The latest order issued from the Environment Ministry regarding the abandoned Thane smelter site in Georgina has prompted a call from various sources for public comment before the May 6 deadline.
The draft order, posted by the Ministry of Environment and Climate Change, requires property owner Howard Sniatowski to produce a remediation/mitigation plan for the site on Warden Avenue in Keswick.
James Calnan of consulting firm QDM Associates, and a former councillor for Brantford, said this is a prime opportunity for Georgina residents to brainstorm about what should be done with the 20-acre site of the former smelter operation that left an environmental mess in its wake after shutting its doors in 1997.
Calnan, in association with a local green energy company TPLC Holdings Inc of Georgina, will host a public workshop April 30 at the Keswick Presbyterian Church on Woodbine Avenue from 1 to 4 p.m. to find out what residents think should be done with the site.
“Redeveloping the old Thane smelter site is not about politics and it’s not just about the environment.

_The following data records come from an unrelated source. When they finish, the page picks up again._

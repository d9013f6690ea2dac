//! 商品目录处理器

use axum::{
    body::Bytes,
    extract::{Query, State},
    http::StatusCode,
    response::Json,
};
use tracing::warn;

use super::{
    model::{first_query_value, Product},
    service::CatalogService,
};
use crate::common::error::CoreError;

#[derive(Clone)]
pub struct AppState {
    pub catalog_service: CatalogService,
}

/// 查询串原始键值对；重复的键保留，按出现顺序排列
type QueryPairs = Query<Vec<(String, String)>>;

/// 解码请求体；任何解码失败都返回 400 与解码器原始错误信息
fn decode_product(body: &Bytes) -> Result<Product, CoreError> {
    Product::decode(body).map_err(|e| {
        warn!("请求体解码失败: {}", e);
        CoreError::from(e)
    })
}

pub async fn list_products(
    State(state): State<AppState>,
    Query(params): QueryPairs,
) -> Json<Vec<Product>> {
    let merchant_id = first_query_value(&params, "merchantId");
    Json(state.catalog_service.list_by_merchant(&merchant_id))
}

pub async fn create_product(
    State(state): State<AppState>,
    body: Bytes,
) -> Result<(StatusCode, Json<Product>), CoreError> {
    let product = decode_product(&body)?;
    let product = state.catalog_service.create(product);
    Ok((StatusCode::CREATED, Json(product)))
}

pub async fn edit_product(
    State(state): State<AppState>,
    body: Bytes,
) -> Result<Json<Product>, CoreError> {
    let product = decode_product(&body)?;
    let id = product.id.clone();
    let product = state.catalog_service.edit(product).inspect_err(|_| {
        warn!("编辑失败，商品不存在: {}", id);
    })?;
    Ok(Json(product))
}

pub async fn delete_product(
    State(state): State<AppState>,
    Query(params): QueryPairs,
) -> Result<String, CoreError> {
    let id = first_query_value(&params, "id");
    state.catalog_service.delete(&id).inspect_err(|_| {
        warn!("删除失败，商品不存在: {}", id);
    })?;
    Ok(format!("Deleted product with ID {}", id))
}
//! 商品目录：模型、服务与处理器

pub mod handler;
pub mod model;
pub mod service;
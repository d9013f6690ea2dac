//! 商品数据模型

use chrono::{DateTime, Utc};
use serde::{Deserialize, Serialize};

/// 商品记录
///
/// 请求体中缺失的字段取零值（空字符串、Unix 纪元），未知字段忽略。
/// `date_added` 总是由服务端在创建或编辑时重新赋值。
#[derive(Debug, Clone, PartialEq, Eq, Default, Serialize, Deserialize)]
#[serde(default, rename_all = "camelCase")]
pub struct Product {
    pub id: String,
    pub name: String,
    pub merchant_id: String,
    pub date_added: DateTime<Utc>,
}

impl Product {
    /// 解码请求体中的第一个 JSON 值
    ///
    /// 其后的多余内容被忽略；`null` 视为全部字段取零值。空请求体返回解码错误。
    pub fn decode(body: &[u8]) -> Result<Self, serde_json::Error> {
        let mut values = serde_json::Deserializer::from_slice(body).into_iter::<Option<Product>>();
        match values.next() {
            Some(value) => Ok(value?.unwrap_or_default()),
            None => serde_json::from_slice(body),
        }
    }
}

/// 取查询串中某个键的第一个值，缺失时为空字符串
pub fn first_query_value(pairs: &[(String, String)], key: &str) -> String {
    pairs
        .iter()
        .find(|(k, _)| k == key)
        .map(|(_, v)| v.clone())
        .unwrap_or_default()
}
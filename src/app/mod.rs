//! 应用层：路由装配

pub mod catalog;

use axum::{
    middleware,
    routing::{get, post},
    Router,
};
use std::sync::Arc;
use tower_http::trace::TraceLayer;

use crate::common::middleware::request_logging_middleware;
use crate::infrastructure::store::ProductStore;
use catalog::{
    handler::{self, AppState},
    service::CatalogService,
};

/// 使用给定存储构建完整路由
pub fn build_router(store: Arc<dyn ProductStore>) -> Router {
    let state = AppState {
        catalog_service: CatalogService::new(store),
    };

    Router::new()
        .route("/products", get(handler::list_products))
        .route("/product/create", post(handler::create_product))
        .route(
            "/product/edit",
            post(handler::edit_product).put(handler::edit_product),
        )
        .route(
            "/product/delete",
            post(handler::delete_product).delete(handler::delete_product),
        )
        .layer(middleware::from_fn(request_logging_middleware))
        .layer(TraceLayer::new_for_http())
        .with_state(state)
}
//! One request through render → complete → extract → validate.
//!
//! Every flavor goes through [`run`]; only the template and the contract
//! differ. Stages run once each, in order, and the first failure ends the
//! request.

use serde_json::{Map, Value};
use tracing::{info, info_span, warn, Instrument};

use crate::completion::CompletionClient;
use crate::error::PipelineError;
use crate::extract::parse_object;
use crate::prompt::PromptSpec;

#[derive(Debug, Clone, Copy, PartialEq, Eq)]
pub enum Stage {
    Rendering,
    Completing,
    Extracting,
    Validating,
    Done,
}

impl std::fmt::Display for Stage {
    fn fmt(&self, f: &mut std::fmt::Formatter<'_>) -> std::fmt::Result {
        let name = match self {
            Stage::Rendering => "rendering",
            Stage::Completing => "completing",
            Stage::Extracting => "extracting",
            Stage::Validating => "validating",
            Stage::Done => "done",
        };
        f.write_str(name)
    }
}

/// Run `spec` against `client` and return the contract-checked object.
pub async fn run(
    client: &dyn CompletionClient,
    spec: &PromptSpec,
) -> Result<Map<String, Value>, PipelineError> {
    let flavor = spec.flavor();
    let span = info_span!("pipeline", flavor = flavor.name());
    run_stages(client, spec).instrument(span).await
}

async fn run_stages(
    client: &dyn CompletionClient,
    spec: &PromptSpec,
) -> Result<Map<String, Value>, PipelineError> {
    let prompt = spec.render();

    let raw = client.complete(&prompt).await.map_err(|e| {
        warn!(stage = %Stage::Completing, error = %e, "completion failed");
        PipelineError::from(e)
    })?;

    let map = parse_object(&raw).map_err(|e| {
        warn!(stage = %Stage::Extracting, error = %e, raw = %raw, "no usable JSON in completion");
        PipelineError::from(e)
    })?;

    let validated = spec.contract().validate(map).map_err(|e| {
        warn!(stage = %Stage::Validating, error = %e, raw = %raw, "completion broke the contract");
        PipelineError::from(e)
    })?;

    info!(stage = %Stage::Done, "pipeline finished");
    Ok(validated)
}
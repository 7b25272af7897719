//! Process-wide settings, read once at startup.
//!
//! Required: `GROQ_API_KEY`
//! Optional: `GROQ_URL`, `COACH_MODEL`, `COACH_TEMPERATURE`,
//! `COACH_MAX_TOKENS`, `COACH_TIMEOUT_SECS`, `COACH_SYSTEM_PROMPT`,
//! `COACH_STATIC_DIR`, `PORT`

use std::{env, fmt, str::FromStr, time::Duration};

use crate::error::ConfigError;
use crate::prompt::SYSTEM_PROMPT;

pub const DEFAULT_GROQ_URL: &str = "https://api.groq.com/openai/v1/chat/completions";
pub const DEFAULT_MODEL: &str = "llama-3.1-8b-instant";

/// Fixed model configuration sent with every completion.
#[derive(Clone)]
pub struct CompletionConfig {
    pub api_key: String,
    pub url: String,
    pub model: String,
    pub temperature: f32,
    pub max_tokens: u32,
    pub timeout: Duration,
    pub system_prompt: String,
}

impl CompletionConfig {
    pub fn new(api_key: impl Into<String>) -> Self {
        Self {
            api_key: api_key.into(),
            url: DEFAULT_GROQ_URL.to_string(),
            model: DEFAULT_MODEL.to_string(),
            temperature: 0.7,
            max_tokens: 300,
            timeout: Duration::from_secs(8),
            system_prompt: SYSTEM_PROMPT.to_string(),
        }
    }

    pub fn with_url(mut self, url: impl Into<String>) -> Self {
        self.url = url.into();
        self
    }

    pub fn with_timeout(mut self, timeout: Duration) -> Self {
        self.timeout = timeout;
        self
    }
}

impl fmt::Debug for CompletionConfig {
    fn fmt(&self, f: &mut fmt::Formatter<'_>) -> fmt::Result {
        f.debug_struct("CompletionConfig")
            .field("api_key", &"<redacted>")
            .field("url", &self.url)
            .field("model", &self.model)
            .field("temperature", &self.temperature)
            .field("max_tokens", &self.max_tokens)
            .field("timeout", &self.timeout)
            .field("system_prompt", &self.system_prompt)
            .finish()
    }
}

#[derive(Clone, Debug)]
pub struct Settings {
    pub completion: CompletionConfig,
    pub static_dir: String,
    pub port: u16,
}

impl Settings {
    /// Load `.env` if present, then read the environment.
    pub fn from_env() -> Result<Self, ConfigError> {
        dotenv::dotenv().ok();

        let api_key = env::var("GROQ_API_KEY")
            .ok()
            .filter(|k| !k.trim().is_empty())
            .ok_or(ConfigError::Missing("GROQ_API_KEY"))?;

        let mut completion = CompletionConfig::new(api_key);
        if let Ok(url) = env::var("GROQ_URL") {
            completion.url = url;
        }
        if let Ok(model) = env::var("COACH_MODEL") {
            completion.model = model;
        }
        if let Ok(prompt) = env::var("COACH_SYSTEM_PROMPT") {
            completion.system_prompt = prompt;
        }
        completion.temperature = parse_var("COACH_TEMPERATURE", completion.temperature)?;
        completion.max_tokens = parse_var("COACH_MAX_TOKENS", completion.max_tokens)?;
        let timeout_secs: u64 = parse_var("COACH_TIMEOUT_SECS", 8)?;
        if timeout_secs == 0 {
            return Err(ConfigError::Invalid {
                name: "COACH_TIMEOUT_SECS",
                value: "0".to_string(),
            });
        }
        completion.timeout = Duration::from_secs(timeout_secs);

        Ok(Self {
            completion,
            static_dir: env::var("COACH_STATIC_DIR").unwrap_or_else(|_| "frontend/dist".to_string()),
            port: parse_var("PORT", 8000)?,
        })
    }
}

fn parse_var<T: FromStr>(name: &'static str, default: T) -> Result<T, ConfigError> {
    match env::var(name) {
        Ok(value) => value
            .trim()
            .parse()
            .map_err(|_| ConfigError::Invalid { name, value }),
        Err(_) => Ok(default),
    }
}
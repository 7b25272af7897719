use std::sync::Arc;

use classroom_coach::{api::{self, AppState}, init_tracing, Settings};
use tokio::net::{TcpListener, UnixListener};
use tracing::info;

#[tokio::main]
async fn main() -> Result<(), Box<dyn std::error::Error>> {
    init_tracing();
    let settings = Settings::from_env()?;

    // Parse command-line arguments
    let args: Vec<String> = std::env::args().collect();
    let mut port = settings.port.to_string();
    let mut unix_socket = None;

    let mut i = 1; // Skip program name
    while i < args.len() {
        if args[i] == "--unix" && i + 1 < args.len() {
            unix_socket = Some(args[i + 1].clone());
            i += 2;
        } else {
            port = args[i].clone();
            i += 1;
        }
    }

    let state = Arc::new(AppState::from_settings(&settings)?);
    let app = api::router(state);

    info!(model = %settings.completion.model, "Initialized routes");

    if let Some(socket_path) = unix_socket {
        // stale socket from a previous run
        tokio::fs::remove_file(&socket_path).await.ok();
        let listener = UnixListener::bind(&socket_path)?;

        info!("Starting server on Unix socket: {}", socket_path);
        axum::serve(listener, app.into_make_service()).await?;
    } else {
        let listener = TcpListener::bind(format!("0.0.0.0:{}", port)).await?;
        info!("Starting server on port {}", port);
        axum::serve(listener, app.into_make_service()).await?;
    }

    Ok(())
}
//! Pulls the JSON object out of a raw completion.
//!
//! The model is told to answer with a single JSON object, but it often adds
//! a greeting, a markdown fence, or a sign-off. Everything outside the first
//! `{` and the last `}` is dropped. Brace balance is not checked, so two
//! sibling objects or a stray brace in the surrounding prose end up as
//! [`ExtractionError::Malformed`].

use serde_json::{Map, Value};

use crate::error::ExtractionError;

/// Inclusive slice from the first `{` to the last `}`.
pub fn extract_json(raw: &str) -> Result<&str, ExtractionError> {
    let start = raw.find('{').ok_or(ExtractionError::NoDelimiters)?;
    let end = raw.rfind('}').ok_or(ExtractionError::NoDelimiters)?;
    if end < start {
        return Err(ExtractionError::Malformed(
            "closing brace precedes opening brace".to_string(),
        ));
    }
    Ok(&raw[start..=end])
}

/// Extract and parse the completion into a JSON object.
pub fn parse_object(raw: &str) -> Result<Map<String, Value>, ExtractionError> {
    let candidate = extract_json(raw)?;
    match serde_json::from_str::<Value>(candidate) {
        Ok(Value::Object(map)) => Ok(map),
        Ok(other) => Err(ExtractionError::Malformed(format!(
            "expected an object, found {other}"
        ))),
        Err(e) => Err(ExtractionError::Malformed(e.to_string())),
    }
}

It’s about the future of this community and how we can show the world that even in small places great things can happen,” Calnan said.
“We’re looking to engage people around the realities of brownfield redevelopment,” he added.

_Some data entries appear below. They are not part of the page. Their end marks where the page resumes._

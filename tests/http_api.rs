//! Routes served by a real axum server on an ephemeral port.

mod common;

use std::sync::Arc;
use std::time::Duration;

use classroom_coach::api::{router, AppState};
use classroom_coach::{CompletionConfig, GroqClient};
use common::ScriptedClient;
use serde_json::{json, Value};
use tokio::net::TcpListener;

async fn serve(client: ScriptedClient) -> String {
    let state = Arc::new(AppState::new(Arc::new(client), "test-model"));
    let listener = TcpListener::bind("127.0.0.1:0").await.unwrap();
    let addr = listener.local_addr().unwrap();
    tokio::spawn(async move {
        axum::serve(listener, router(state)).await.unwrap();
    });
    format!("http://{addr}")
}

const COACH_REPLY: &str = r#"Sure! {"now_fix": {"title": "a", "text": "b"}, "activity": {"title":"c","text":"d"}, "explain": {"title":"e","text":"f"}} Hope this helps!"#;

#[tokio::test]
async fn root_and_health() {
    let base = serve(ScriptedClient::replying("")).await;
    let http = reqwest::Client::new();

    let root: Value = http.get(&base).send().await.unwrap().json().await.unwrap();
    assert_eq!(root["status"], "Backend running");

    let health: Value = http
        .get(format!("{base}/api/v1/system/health"))
        .send()
        .await
        .unwrap()
        .json()
        .await
        .unwrap();
    assert_eq!(health["status"], "ok");
    assert_eq!(health["model"], "test-model");
}

#[tokio::test]
async fn coach_query_returns_validated_cards() {
    let base = serve(ScriptedClient::replying(COACH_REPLY)).await;

    let res = reqwest::Client::new()
        .post(format!("{base}/api/v1/coach/query"))
        .json(&json!({
            "class_level": "Grade 4",
            "subject": "Math",
            "problem_text": "noisy group work",
            "language": "Hindi/Hinglish"
        }))
        .send()
        .await
        .unwrap();

    assert_eq!(res.status(), 200);
    let body: Value = res.json().await.unwrap();
    assert_eq!(body["now_fix"], json!({ "title": "a", "text": "b" }));
    assert_eq!(body["explain"]["text"], "f");
}

#[tokio::test]
async fn contract_violation_is_a_502_naming_the_key() {
    let base = serve(ScriptedClient::replying(r#"{"steps": ["a"], "grouping": "pairs"}"#)).await;

    let res = reqwest::Client::new()
        .post(format!("{base}/api/v1/activities/generate"))
        .json(&json!({
            "class_size": 40,
            "learning_levels": ["beginner"],
            "time_left": 10,
            "materials_available": ["chalk"]
        }))
        .send()
        .await
        .unwrap();

    assert_eq!(res.status(), 502);
    let body: Value = res.json().await.unwrap();
    assert_eq!(body["code"], "validation_error");
    assert!(body["detail"].as_str().unwrap().contains("quick_assessment"));
}

#[tokio::test]
async fn unusable_text_is_a_502_without_raw_output() {
    let raw = "I think the class should sing a song.";
    let base = serve(ScriptedClient::replying(raw)).await;

    let res = reqwest::Client::new()
        .post(format!("{base}/api/v1/parent/message"))
        .json(&json!({ "student_name": "Asha", "topic": "fractions" }))
        .send()
        .await
        .unwrap();

    assert_eq!(res.status(), 502);
    let body: Value = res.json().await.unwrap();
    assert_eq!(body["code"], "extraction_error");
    assert!(!body["detail"].as_str().unwrap().contains(raw));
}

#[tokio::test]
async fn provider_outage_is_a_503() {
    let base = serve(ScriptedClient::unreachable()).await;

    let res = reqwest::Client::new()
        .post(format!("{base}/api/v1/planner/generate"))
        .json(&json!({ "grade": 5, "subject": "Science", "time_available": 40 }))
        .send()
        .await
        .unwrap();

    assert_eq!(res.status(), 503);
    let body: Value = res.json().await.unwrap();
    assert_eq!(body["code"], "provider_error");
}

#[tokio::test]
async fn provider_timeout_is_a_503() {
    let silent = TcpListener::bind("127.0.0.1:0").await.unwrap();
    let silent_addr = silent.local_addr().unwrap();
    tokio::spawn(async move {
        let mut held = Vec::new();
        while let Ok((socket, _)) = silent.accept().await {
            held.push(socket);
        }
    });

    let config = CompletionConfig::new("test-key")
        .with_url(format!("http://{silent_addr}/openai/v1/chat/completions"))
        .with_timeout(Duration::from_millis(500));
    let groq = GroqClient::new(config).unwrap();
    let state = Arc::new(AppState::new(Arc::new(groq), "test-model"));
    let listener = TcpListener::bind("127.0.0.1:0").await.unwrap();
    let addr = listener.local_addr().unwrap();
    tokio::spawn(async move {
        axum::serve(listener, router(state)).await.unwrap();
    });

    let res = reqwest::Client::new()
        .post(format!("http://{addr}/api/v1/parent/message"))
        .json(&json!({ "student_name": "Asha", "topic": "fractions" }))
        .send()
        .await
        .unwrap();

    assert_eq!(res.status(), 503);
    let body: Value = res.json().await.unwrap();
    assert_eq!(body["code"], "provider_error");
    assert!(body["detail"].as_str().unwrap().contains("timed out"));
}

#[tokio::test]
async fn invalid_request_never_reaches_the_provider() {
    let client = Arc::new(ScriptedClient::replying(COACH_REPLY));
    let state = Arc::new(AppState::new(client.clone(), "test-model"));
    let listener = TcpListener::bind("127.0.0.1:0").await.unwrap();
    let addr = listener.local_addr().unwrap();
    tokio::spawn(async move {
        axum::serve(listener, router(state)).await.unwrap();
    });

    let res = reqwest::Client::new()
        .post(format!("http://{addr}/api/v1/coach/query"))
        .json(&json!({ "class_level": 40, "subject": "Math", "problem_text": "x" }))
        .send()
        .await
        .unwrap();

    assert_eq!(res.status(), 422);
    let body: Value = res.json().await.unwrap();
    assert_eq!(body["code"], "invalid_request");
    assert_eq!(client.call_count(), 0);
}

#[tokio::test]
async fn missing_body_field_is_invalid_request() {
    let base = serve(ScriptedClient::replying(COACH_REPLY)).await;

    let res = reqwest::Client::new()
        .post(format!("{base}/api/generate-plan"))
        .json(&json!({ "grade": 5 }))
        .send()
        .await
        .unwrap();

    assert_eq!(res.status(), 422);
    let body: Value = res.json().await.unwrap();
    assert_eq!(body["code"], "invalid_request");
}

#[tokio::test]
async fn video_outage_still_succeeds_with_fallback() {
    let base = serve(ScriptedClient::unreachable()).await;

    let res = reqwest::Client::new()
        .post(format!("{base}/api/video-suggestions"))
        .json(&json!({ "grade": 3, "subject": "Math", "topic": "Shapes" }))
        .send()
        .await
        .unwrap();

    assert_eq!(res.status(), 200);
    let body: Value = res.json().await.unwrap();
    assert_eq!(body["source"], "curated_fallback");
    assert_eq!(body["videos"].as_array().unwrap().len(), 3);
    assert!(body["disclaimer"].as_str().unwrap().contains("curated"));
}

#[tokio::test]
async fn cluster_videos_fall_back_too() {
    let base = serve(ScriptedClient::replying("no videos today")).await;

    let res = reqwest::Client::new()
        .post(format!("{base}/api/v1/resources/cluster-videos"))
        .json(&json!({ "cluster_name": "Group work", "description": "managing groups" }))
        .send()
        .await
        .unwrap();

    assert_eq!(res.status(), 200);
    let body: Value = res.json().await.unwrap();
    assert_eq!(body["source"], "curated_fallback");
}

“In my community, we have had many sites like Thane and in worse condition. Getting them clean and ready for reuse takes community vision and an understanding of the hard realities of land development, and we’re bringing that experience with us to Keswick.”

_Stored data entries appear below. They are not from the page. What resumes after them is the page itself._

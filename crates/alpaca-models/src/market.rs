/*
 *
 *
 *
 *
 * MIT License
 * Copyright (c) 2025. Dwight J. Browne
 * dwight[-at-]dwightjbrowne[-dot-]com
 *
 *
 * Permission is hereby granted, free of charge, to any person obtaining a copy
 * of this software and associated documentation files (the "Software"), to deal
 * in the Software without restriction, including without limitation the rights
 * to use, copy, modify, merge, publish, distribute, sublicense, and/or sell
 * copies of the Software, and to permit persons to whom the Software is
 * furnished to do so, subject to the following conditions:
 *
 * The above copyright notice and this permission notice shall be included in all
 * copies or substantial portions of the Software.
 *
 * THE SOFTWARE IS PROVIDED "AS IS", WITHOUT WARRANTY OF ANY KIND, EXPRESS OR
 * IMPLIED, INCLUDING BUT NOT LIMITED TO THE WARRANTIES OF MERCHANTABILITY,
 * FITNESS FOR A PARTICULAR PURPOSE AND NONINFRINGEMENT. IN NO EVENT SHALL THE
 * AUTHORS OR COPYRIGHT HOLDERS BE LIABLE FOR ANY CLAIM, DAMAGES OR OTHER
 * LIABILITY, WHETHER IN AN ACTION OF CONTRACT, TORT OR OTHERWISE, ARISING FROM,
 * OUT OF OR IN CONNECTION WITH THE SOFTWARE OR THE USE OR OTHER DEALINGS IN THE
 * SOFTWARE.
 */

//! Stock market data: bars, quotes, trades, auctions and snapshots
//!
//! Upstream uses one or two letter keys for ticks (`t`, `o`, `bx`, ...). The
//! models here carry descriptive names instead; the mapping is documented on
//! each field.

use crate::enums::{Currency, ExchangeCode, SortDirection, StockFeed, Tape, TradeUpdate};
use crate::schema::{
  date, date_time, mismatch, stock_symbol, uint_u32, uint_u64, Decode, FieldPath, InputCheck,
  ObjectReader, QueryParams, QuerySchema,
};
use alpaca_core::ValidationErrors;
use chrono::{DateTime, NaiveDate, Utc};
use serde::Serialize;
use serde_json::Value;
use std::collections::BTreeMap;

/// Smallest and largest page sizes of the historical endpoints.
pub const HISTORICAL_LIMIT: (i64, i64) = (1, 10_000);

/// OHLC bar.
#[derive(Debug, Clone, PartialEq, Serialize)]
pub struct Bar {
  /// `t`
  pub timestamp: DateTime<Utc>,
  /// `o`
  pub opening_price: f64,
  /// `h`
  pub high_price: f64,
  /// `l`
  pub low_price: f64,
  /// `c`
  pub closing_price: f64,
  /// `v`
  pub volume: i64,
  /// `n`
  pub trade_count: i64,
  /// `vw`, volume weighted average price
  pub vwap: f64,
}

impl Decode for Bar {
  fn decode(value: &Value, path: &FieldPath, issues: &mut ValidationErrors) -> Option<Self> {
    let mut obj = ObjectReader::open(value, path, issues)?;
    let timestamp = obj.required_with("t", date_time);
    let opening_price = obj.required("o");
    let high_price = obj.required("h");
    let low_price = obj.required("l");
    let closing_price = obj.required("c");
    let volume = obj.required("v");
    let trade_count = obj.required("n");
    let vwap = obj.required("vw");
    obj.finish_strict();

    Some(Bar {
      timestamp: timestamp?,
      opening_price: opening_price?,
      high_price: high_price?,
      low_price: low_price?,
      closing_price: closing_price?,
      volume: volume?,
      trade_count: trade_count?,
      vwap: vwap?,
    })
  }
}

/// NBBO quote.
#[derive(Debug, Clone, PartialEq, Serialize)]
pub struct Quote {
  /// `t`
  pub timestamp: DateTime<Utc>,
  /// `bx`
  pub bid_exchange: String,
  /// `bp`
  pub bid_price: f64,
  /// `bs`
  pub bid_size: u32,
  /// `ax`
  pub ask_exchange: String,
  /// `ap`
  pub ask_price: f64,
  /// `as`
  pub ask_size: u32,
  /// `c`
  pub condition_flags: Vec<String>,
  /// `z`
  pub exchange_code: ExchangeCode,
}

impl Decode for Quote {
  fn decode(value: &Value, path: &FieldPath, issues: &mut ValidationErrors) -> Option<Self> {
    let mut obj = ObjectReader::open(value, path, issues)?;
    let timestamp = obj.required_with("t", date_time);
    let bid_exchange = obj.required("bx");
    let bid_price = obj.required("bp");
    let bid_size = obj.required_with("bs", uint_u32);
    let ask_exchange = obj.required("ax");
    let ask_price = obj.required("ap");
    let ask_size = obj.required_with("as", uint_u32);
    let condition_flags = obj.required("c");
    let exchange_code = obj.required("z");
    obj.finish_strict();

    Some(Quote {
      timestamp: timestamp?,
      bid_exchange: bid_exchange?,
      bid_price: bid_price?,
      bid_size: bid_size?,
      ask_exchange: ask_exchange?,
      ask_price: ask_price?,
      ask_size: ask_size?,
      condition_flags: condition_flags?,
      exchange_code: exchange_code?,
    })
  }
}

/// Trade print.
#[derive(Debug, Clone, PartialEq, Serialize)]
pub struct Trade {
  /// `t`
  pub timestamp: DateTime<Utc>,
  /// `x`
  pub exchange: String,
  /// `p`
  pub price: f64,
  /// `s`
  pub size: u32,
  /// `i`
  pub id: u64,
  /// `c`
  pub condition_flags: Vec<String>,
  /// `z`
  pub exchange_code: ExchangeCode,
  /// `u`
  pub update: Option<TradeUpdate>,
}

impl Decode for Trade {
  fn decode(value: &Value, path: &FieldPath, issues: &mut ValidationErrors) -> Option<Self> {
    let mut obj = ObjectReader::open(value, path, issues)?;
    let timestamp = obj.required_with("t", date_time);
    let exchange = obj.required("x");
    let price = obj.required("p");
    let size = obj.required_with("s", uint_u32);
    let id = obj.required_with("i", uint_u64);
    let condition_flags = obj.required("c");
    let exchange_code = obj.required("z");
    let update = obj.optional("u");
    obj.finish_strict();

    Some(Trade {
      timestamp: timestamp?,
      exchange: exchange?,
      price: price?,
      size: size?,
      id: id?,
      condition_flags: condition_flags?,
      exchange_code: exchange_code?,
      update: update?,
    })
  }
}

/// Opening or closing auction print.
#[derive(Debug, Clone, PartialEq, Serialize)]
pub struct Auction {
  /// `t`
  pub timestamp: DateTime<Utc>,
  /// `x`
  pub exchange: String,
  /// `p`
  pub price: f64,
  /// `s`
  pub size: u64,
  /// `c`
  pub condition: String,
}

impl Decode for Auction {
  fn decode(value: &Value, path: &FieldPath, issues: &mut ValidationErrors) -> Option<Self> {
    let mut obj = ObjectReader::open(value, path, issues)?;
    let timestamp = obj.required_with("t", date_time);
    let exchange = obj.required("x");
    let price = obj.required("p");
    let size = obj.required_with("s", uint_u64);
    let condition = obj.required("c");
    obj.finish_strict();

    Some(Auction {
      timestamp: timestamp?,
      exchange: exchange?,
      price: price?,
      size: size?,
      condition: condition?,
    })
  }
}

/// Auctions of one trading day.
#[derive(Debug, Clone, PartialEq, Serialize)]
pub struct AuctionStats {
  /// `d`
  pub date: NaiveDate,
  /// `o`
  pub opening: Vec<Auction>,
  /// `c`
  pub closing: Vec<Auction>,
}

impl Decode for AuctionStats {
  fn decode(value: &Value, path: &FieldPath, issues: &mut ValidationErrors) -> Option<Self> {
    let mut obj = ObjectReader::open(value, path, issues)?;
    let day = obj.required_with("d", date);
    let opening = obj.required("o");
    let closing = obj.required("c");
    obj.finish_strict();

    Some(AuctionStats { date: day?, opening: opening?, closing: closing? })
  }
}

/// A market data record type and the envelope key its lists travel under.
pub trait Tick: Decode {
  const KEY: &'static str;
}

impl Tick for Bar {
  const KEY: &'static str = "bars";
}

impl Tick for Quote {
  const KEY: &'static str = "quotes";
}

impl Tick for Trade {
  const KEY: &'static str = "trades";
}

impl Tick for AuctionStats {
  const KEY: &'static str = "auctions";
}

/// Object keyed by stock symbol.
fn symbol_map<T: Decode>(
  value: &Value,
  path: &FieldPath,
  issues: &mut ValidationErrors,
) -> Option<BTreeMap<String, T>> {
  let map = BTreeMap::<String, T>::decode(value, path, issues)?;
  let mut valid = true;
  for key in map.keys() {
    if stock_symbol(&Value::from(key.as_str()), &path.key(key), issues).is_none() {
      valid = false;
    }
  }
  valid.then_some(map)
}

/// Latest records of several symbols.
#[derive(Debug, Clone, PartialEq, Serialize)]
pub struct Latest<T> {
  pub items: Vec<T>,
  pub currency: Currency,
}

impl<T: Tick> Decode for Latest<T> {
  fn decode(value: &Value, path: &FieldPath, issues: &mut ValidationErrors) -> Option<Self> {
    let mut obj = ObjectReader::open(value, path, issues)?;
    let items = obj.required(T::KEY);
    let currency = obj.required("currency");
    obj.finish_tolerant();

    Some(Latest { items: items?, currency: currency? })
  }
}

Calnan said the focus of the workshop is on moving forward.
“We’re well past the blame stage. It’s time for a solution.”
Local resident and environmental activist Debbie Gordon has a different take on the ministry’s proposed order, saying it is unreasonable and inappropriate.
She also hopes people will provide comment to the ministry and is offering a sample letter to residents who share her opinion that the dross and salt slag should be ordered removed from the site as “a permanent solution that would protect future generations from having to deal with the owner and his non-compliance.”
Gordon filed her own legal proceedings separate from the town’s against the ministry last year after a cleanup order on the site was removed without notification to the town or public. She said it is unreasonable to prepare an order that requires the owner to come up with his own plan and to contemplate measures that would require ongoing site management by the same owner, “who has a terrible track record of non-compliance.”
“There is no reasonable prospect of the site owners complying with these measures so that the wetland is protected,” Gordon said.
The proposed order only requires Sniatowski and Thane to prepare a mitigation plan.
The ministry has numerous reports and consultants’ opinions that indicate that the slag wastes should be removed to protect the wetland.
“Leaving the slag on the site, even with a possible mitigation plan of some kind, presents indefinite risks to the wetland and to the Maskinonge River, as well as to groundwater,” Gordon said.
In Gordon’s opinion, the order also doesn’t require any public transparency about what mitigation measures would be required or how the wetland would be protected.
The remediation plan, itself, would be proposed and approved behind closed doors since the order requires nothing further.
“This is a slap in the face to the participants in the public liaison committee.”
Gordon, and her Ecojustice lawyer, Laura Bowman, say the ministry caused the problems on the site by allowing the owners to accumulate wastes on it for decades and contend it is the ministry’s responsibility to ensure the slag and other wastes are removed immediately.
“Instead, the ministry is contemplating allowing an illegal waste site to persist without requiring either an application for remediation under the brownfields regulations or a proper landfill approval,” Gordon said. “The ministry is doing an end-run around the required legal process to create a waste site and cutting out the community from its plans for the smelter site.”